# Problem to solve
List, from the lines below, each one with "ChatScrollState" in it.

(Saved data entries)
╭──

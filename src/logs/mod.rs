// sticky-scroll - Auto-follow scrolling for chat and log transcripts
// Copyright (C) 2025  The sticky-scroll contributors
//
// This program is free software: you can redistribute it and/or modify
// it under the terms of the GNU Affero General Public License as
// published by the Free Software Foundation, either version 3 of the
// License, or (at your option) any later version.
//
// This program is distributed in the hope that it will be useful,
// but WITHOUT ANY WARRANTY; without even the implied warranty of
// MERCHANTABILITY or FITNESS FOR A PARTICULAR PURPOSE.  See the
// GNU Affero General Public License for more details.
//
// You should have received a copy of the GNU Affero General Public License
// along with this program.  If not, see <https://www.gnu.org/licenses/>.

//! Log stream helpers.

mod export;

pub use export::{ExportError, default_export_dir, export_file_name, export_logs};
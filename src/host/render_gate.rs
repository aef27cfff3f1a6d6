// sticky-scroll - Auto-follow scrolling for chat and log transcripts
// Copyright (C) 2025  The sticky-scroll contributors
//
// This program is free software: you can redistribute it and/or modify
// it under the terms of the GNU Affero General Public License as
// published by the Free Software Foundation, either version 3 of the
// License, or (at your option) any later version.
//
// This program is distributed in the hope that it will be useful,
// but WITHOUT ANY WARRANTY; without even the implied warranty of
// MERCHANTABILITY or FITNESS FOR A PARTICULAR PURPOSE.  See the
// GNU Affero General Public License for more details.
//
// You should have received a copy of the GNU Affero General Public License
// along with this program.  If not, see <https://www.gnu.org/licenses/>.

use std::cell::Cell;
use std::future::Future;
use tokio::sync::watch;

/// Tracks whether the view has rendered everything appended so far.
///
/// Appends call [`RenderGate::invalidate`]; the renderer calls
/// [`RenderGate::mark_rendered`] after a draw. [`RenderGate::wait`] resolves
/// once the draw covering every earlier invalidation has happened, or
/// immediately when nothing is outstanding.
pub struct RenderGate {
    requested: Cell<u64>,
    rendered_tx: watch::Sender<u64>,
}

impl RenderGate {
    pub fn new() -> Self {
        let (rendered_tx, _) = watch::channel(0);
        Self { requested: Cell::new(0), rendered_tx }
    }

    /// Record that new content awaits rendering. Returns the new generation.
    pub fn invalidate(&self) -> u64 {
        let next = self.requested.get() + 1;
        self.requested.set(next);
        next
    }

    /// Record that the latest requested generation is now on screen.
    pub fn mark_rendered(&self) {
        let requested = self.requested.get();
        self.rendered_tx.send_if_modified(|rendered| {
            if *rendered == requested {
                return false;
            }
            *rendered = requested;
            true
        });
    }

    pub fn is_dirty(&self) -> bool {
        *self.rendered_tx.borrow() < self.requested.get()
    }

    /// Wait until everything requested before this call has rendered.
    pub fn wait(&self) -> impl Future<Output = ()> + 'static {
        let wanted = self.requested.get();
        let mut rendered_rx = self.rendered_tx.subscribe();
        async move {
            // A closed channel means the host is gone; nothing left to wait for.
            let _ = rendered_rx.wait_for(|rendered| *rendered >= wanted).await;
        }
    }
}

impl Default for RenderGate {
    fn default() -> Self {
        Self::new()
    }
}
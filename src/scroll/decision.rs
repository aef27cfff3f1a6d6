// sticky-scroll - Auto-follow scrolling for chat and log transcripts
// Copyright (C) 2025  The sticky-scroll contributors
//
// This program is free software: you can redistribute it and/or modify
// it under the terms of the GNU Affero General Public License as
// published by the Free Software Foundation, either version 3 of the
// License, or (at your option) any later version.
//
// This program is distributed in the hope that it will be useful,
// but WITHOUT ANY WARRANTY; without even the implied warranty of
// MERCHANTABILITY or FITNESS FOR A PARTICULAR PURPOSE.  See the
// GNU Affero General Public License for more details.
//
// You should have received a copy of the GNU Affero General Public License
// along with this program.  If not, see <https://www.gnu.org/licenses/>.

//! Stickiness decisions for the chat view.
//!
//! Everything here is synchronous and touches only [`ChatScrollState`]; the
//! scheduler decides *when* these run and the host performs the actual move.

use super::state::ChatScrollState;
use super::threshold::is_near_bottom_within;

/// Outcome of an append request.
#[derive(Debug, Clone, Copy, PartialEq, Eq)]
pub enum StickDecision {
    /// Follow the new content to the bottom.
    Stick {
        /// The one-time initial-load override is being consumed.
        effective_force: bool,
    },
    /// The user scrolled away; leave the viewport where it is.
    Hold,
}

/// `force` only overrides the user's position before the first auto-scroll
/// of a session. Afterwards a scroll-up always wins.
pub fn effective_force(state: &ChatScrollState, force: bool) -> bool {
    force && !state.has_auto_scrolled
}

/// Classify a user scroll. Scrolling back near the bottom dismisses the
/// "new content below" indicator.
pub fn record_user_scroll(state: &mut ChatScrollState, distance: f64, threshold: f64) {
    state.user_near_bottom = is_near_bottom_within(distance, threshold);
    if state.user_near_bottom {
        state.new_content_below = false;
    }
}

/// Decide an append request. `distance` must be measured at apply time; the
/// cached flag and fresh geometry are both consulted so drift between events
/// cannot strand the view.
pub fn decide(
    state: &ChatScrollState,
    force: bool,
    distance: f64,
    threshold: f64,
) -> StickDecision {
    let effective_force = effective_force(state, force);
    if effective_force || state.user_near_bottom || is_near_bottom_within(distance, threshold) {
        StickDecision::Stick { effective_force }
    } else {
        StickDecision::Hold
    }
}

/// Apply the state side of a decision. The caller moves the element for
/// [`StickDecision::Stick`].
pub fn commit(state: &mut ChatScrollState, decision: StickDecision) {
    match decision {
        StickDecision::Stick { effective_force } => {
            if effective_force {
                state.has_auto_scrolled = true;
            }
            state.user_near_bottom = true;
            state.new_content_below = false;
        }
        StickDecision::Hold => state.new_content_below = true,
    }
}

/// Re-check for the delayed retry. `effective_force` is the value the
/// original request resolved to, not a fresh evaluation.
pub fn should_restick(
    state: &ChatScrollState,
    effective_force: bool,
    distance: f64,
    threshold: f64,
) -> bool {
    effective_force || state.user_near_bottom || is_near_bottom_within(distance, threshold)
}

╰──

# Solution for this exercise
//! Everything here is synchronous and touches only [`ChatScrollState`]; the
use super::state::ChatScrollState;
pub fn effective_force(state: &ChatScrollState, force: bool) -> bool {
pub fn record_user_scroll(state: &mut ChatScrollState, distance: f64, threshold: f64) {
    state: &ChatScrollState,
pub fn commit(state: &mut ChatScrollState, decision: StickDecision) {
    state: &ChatScrollState,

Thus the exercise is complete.